= Manama incident =

The Manama incident on August 26, 2010 involved the arrest in the Seef Mall in Manama, Bahrain, of Fakhria al-Singace, the sister of Abduljalil al-Singace, a human-rights spokesperson for the Bahrain opposition Haq Movement. According to The New York Times, three women wearing the niqāb and abaya entered the mall and unfurled a banner reading, "It is forbidden to arbitrarily arrest and detain people". More than a dozen plainclothes and uniformed police officers surrounded them, and Fakhria al-Singace was handcuffed and arrested after being pinned spread-eagled to a cafe table. She was released the next day.

The women were protesting against the arrests of several human rights activists, including Abduljalil al-Singace, who was detained on August 13 at Bahrain International Airport after returning from a conference in London, where he had offered evidence about the human rights situation in Bahrain. The government has accused him of involvement in terrorism. The arrests are part of a crackdown on political opposition in Bahrain that saw 159 arrests in two weeks in August 2010, with many activists reportedly held without charge or access to lawyers or family members.

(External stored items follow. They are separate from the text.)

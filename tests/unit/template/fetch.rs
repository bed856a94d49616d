use super::*;

#[test]
fn fetch_returns_body_on_success() {
    let mut server = mockito::Server::new();
    let mock = server
        .mock("GET", "/photo.png")
        .with_status(200)
        .with_body(b"pixels")
        .create();

    let fetcher = HttpPhotoFetcher::new(Duration::from_secs(5)).unwrap();
    let body = fetcher.fetch(&format!("{}/photo.png", server.url())).unwrap();
    assert_eq!(body, b"pixels");
    mock.assert();
}

#[test]
fn non_success_status_is_upstream_error() {
    let mut server = mockito::Server::new();
    let _mock = server.mock("GET", "/gone.png").with_status(404).create();

    let fetcher = HttpPhotoFetcher::new(Duration::from_secs(5)).unwrap();
    let err = fetcher
        .fetch(&format!("{}/gone.png", server.url()))
        .unwrap_err();
    assert!(matches!(err, OgError::Upstream(ref m) if m.contains("404")));
}

#[test]
fn unreachable_host_is_upstream_error() {
    let fetcher = HttpPhotoFetcher::new(Duration::from_millis(500)).unwrap();
    let err = fetcher.fetch("http://127.0.0.1:1/photo.png").unwrap_err();
    assert!(matches!(err, OgError::Upstream(_)));
}
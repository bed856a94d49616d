use super::*;

#[test]
fn display_prefixes_are_stable() {
    assert!(OgError::not_found("x").to_string().contains("not found:"));
    assert!(
        OgError::configuration("x")
            .to_string()
            .contains("configuration error:")
    );
    assert!(OgError::upstream("x").to_string().contains("upstream failure:"));
    assert!(OgError::load("x").to_string().contains("load failure:"));
    assert!(
        OgError::unsupported_type("x")
            .to_string()
            .contains("unsupported content type:")
    );
    assert!(
        OgError::persistence("x")
            .to_string()
            .contains("persistence failure:")
    );
    assert!(OgError::validation("x").to_string().contains("validation error:"));
    assert!(OgError::serde("x").to_string().contains("serialization error:"));
}

#[test]
fn save_order_violations_have_fixed_messages() {
    assert!(OgError::NotRendered.to_string().contains("render()"));
    assert!(OgError::NoImage.to_string().contains("no image"));
}

#[test]
fn only_not_found_maps_to_not_found() {
    assert!(OgError::not_found("news 'x'").is_not_found());
    assert!(!OgError::load("x").is_not_found());
    assert!(!OgError::NotRendered.is_not_found());
}

#[test]
fn other_preserves_source() {
    let base = std::io::Error::other("boom");
    let err = OgError::Other(anyhow::Error::new(base));
    assert!(err.to_string().contains("boom"));
}
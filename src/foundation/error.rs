/// Convenience result type used across ogcard.
pub type OgResult<T> = Result<T, OgError>;

/// Top-level error taxonomy for asset loading, rendering and caching.
#[derive(thiserror::Error, Debug)]
pub enum OgError {
    /// Missing asset, font file or content record.
    #[error("not found: {0}")]
    NotFound(String),

    /// Invalid startup configuration (for example a missing asset root).
    #[error("configuration error: {0}")]
    Configuration(String),

    /// A remote dependency (background photo host, object storage) failed.
    #[error("upstream failure: {0}")]
    Upstream(String),

    /// An asset exists but could not be decoded.
    #[error("load failure: {0}")]
    Load(String),

    /// `save` was called before a successful `render`.
    #[error("template has not been rendered yet; call render() first")]
    NotRendered,

    /// `save` was called on a template without a canvas.
    #[error("no image to save; canvas initialization failed")]
    NoImage,

    /// No template is registered for the requested content type.
    #[error("unsupported content type: {0}")]
    UnsupportedType(String),

    /// Writing or uploading a rendered artifact failed.
    #[error("persistence failure: {0}")]
    Persistence(String),

    /// Invalid caller-provided data.
    #[error("validation error: {0}")]
    Validation(String),

    /// Errors when serializing or deserializing data structures.
    #[error("serialization error: {0}")]
    Serde(String),

    /// Wrapped lower-level error from dependencies or IO.
    #[error(transparent)]
    Other(#[from] anyhow::Error),
}

impl OgError {
    /// Build a [`OgError::NotFound`] value.
    pub fn not_found(msg: impl Into<String>) -> Self {
        Self::NotFound(msg.into())
    }

    /// Build a [`OgError::Configuration`] value.
    pub fn configuration(msg: impl Into<String>) -> Self {
        Self::Configuration(msg.into())
    }

    /// Build a [`OgError::Upstream`] value.
    pub fn upstream(msg: impl Into<String>) -> Self {
        Self::Upstream(msg.into())
    }

    /// Build a [`OgError::Load`] value.
    pub fn load(msg: impl Into<String>) -> Self {
        Self::Load(msg.into())
    }

    /// Build a [`OgError::UnsupportedType`] value.
    pub fn unsupported_type(msg: impl Into<String>) -> Self {
        Self::UnsupportedType(msg.into())
    }

    /// Build a [`OgError::Persistence`] value.
    pub fn persistence(msg: impl Into<String>) -> Self {
        Self::Persistence(msg.into())
    }

    /// Build a [`OgError::Validation`] value.
    pub fn validation(msg: impl Into<String>) -> Self {
        Self::Validation(msg.into())
    }

    /// Build a [`OgError::Serde`] value.
    pub fn serde(msg: impl Into<String>) -> Self {
        Self::Serde(msg.into())
    }

    /// `true` when the boundary should answer "not found" rather than a generic failure.
    pub fn is_not_found(&self) -> bool {
        matches!(self, Self::NotFound(_))
    }
}

#[cfg(test)]
#[path = "../../tests/unit/foundation/error.rs"]
mod tests;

Amnesty International has asked the government to reveal the whereabouts of eight of the detainees, who include a number of Shia clerics. Local websites describing the situation have been blocked by the government.

The Sunni governing family is concerned about upcoming parliamentary elections on October 23 that could see it lose to the country's Shiite majority. Bahrain's close relationship with the United States — it hosts an American naval base — and its Shiite citizens' relationships with Iran, have added to the tension.
==Arrest of Abdul Jalil al-Singace==
The country's opposition spokesman on human rights, Singace was arrested at Bahrain International Airport on August 13, when he returned with his family from a trip to London. He and another activist, Abd-al Ghani al-Khanjar, had attended a conference at the House of Lords on August 5, held to discuss human rights issues in Bahrain. Al-Khanjar was also arrested along with two others on August 15. On August 3, the Bahrain News Agency, a government press agency, quoted a National Security Agency source who said the arrests were related to a network seeking to undermine national security. The source said al-Singace had led "sabotage cells," and provided funds to the cells to carry out acts of terrorism. Because he is accused of having tried to overthrow the government, al-Singace could potentially face the death penalty, according to a Bahrain lawyer, Mohammad Al Tajer.

Singace, who uses a wheelchair as a result of partial paralysis from polio, was arraigned on August 27, and complained that he had been kept in solitary confinement, deprived of sleep, regular access to the bathroom and that his wheelchair and crutches were removed. He said he had been forced to sign documents without having a chance to review them.

==Other arrests==
As of August 19, 2010 the United Arab Emirates-based Gulf News reported that eight activists and clerics had been arrested. By August 20, the number had risen to 12, according to Emirates247.com, citing the Gulf News. According to Bahrainian sheikh Rasheed Bin Abdullah Al Khalifa the arrests were due to "acts of incitement and sabotage ... risks and dangers to people's lives and their social and economic status as well as the country's domestic and international reputation." The deputy chief of public security announced that two rioters had been injured and twenty-five arson attacks had been carried out by August 22, as reported by the Khaleej Times. "

The number arrested increased dramatically after the incident at Seef Mall. On August 26, the Times reported that the number of detainees had risen to 159, and that it included young men not known as activists. The next day, the Gulf Daily News reported that Muhannad Abu Zeitoun, who works for the Arabic-language publication Al Watan, had been attacked by two masked men; the victim suggested that he had not been directly singled out for attack but rather that his newspaper had been for speaking out against violence and terrorism. Bahraini police and other democratic organizations condemned the assault, according to the Gulf Daily News report.

==Government crackdown==
On September 6, the Gulf News reported a sweeping crackdown on the part of the Bahraini government. The country's National Security Agency (NSA) reported that it had "dismantled a terrorist network" including the arrest of at least ten leaders in charge of planning and raising funds and at least thirteen heads of cells overseeing "acts of sabotage" in various parts of the country. The NSA suggested the "terrorist networks" may have aimed to overthrow the government. No non-governmental sources were cited to corroborate the account.

On the same day, the Gulf News reported that the government of Bahrain intended to "check misuse of religion." Prince Khalifa Bin Salman Al Khalifa, Bahrain's Prime Minister, is reported to have sent a letter to the country's king, Hamad ibn Isa Al Khalifa, urging that they regain "the pulpits to avoid them being hijacked by incompetent politicians or preachers who have moved away from the nation's interests and asserting the nation's mandate is the starting point in our efforts to achieve a sound religious orientation."

A third report quoted rights groups who suggested that "more than 250 people have been detained [and that the] backlash spilled onto the streets with gangs and police clashing on opposite sides of barricades of burning tires." The preceding day, state media were reported to have released the photographs of 23 opposition figures ranging from professors to taxi drivers. No details of the alleged coup plot have been made public.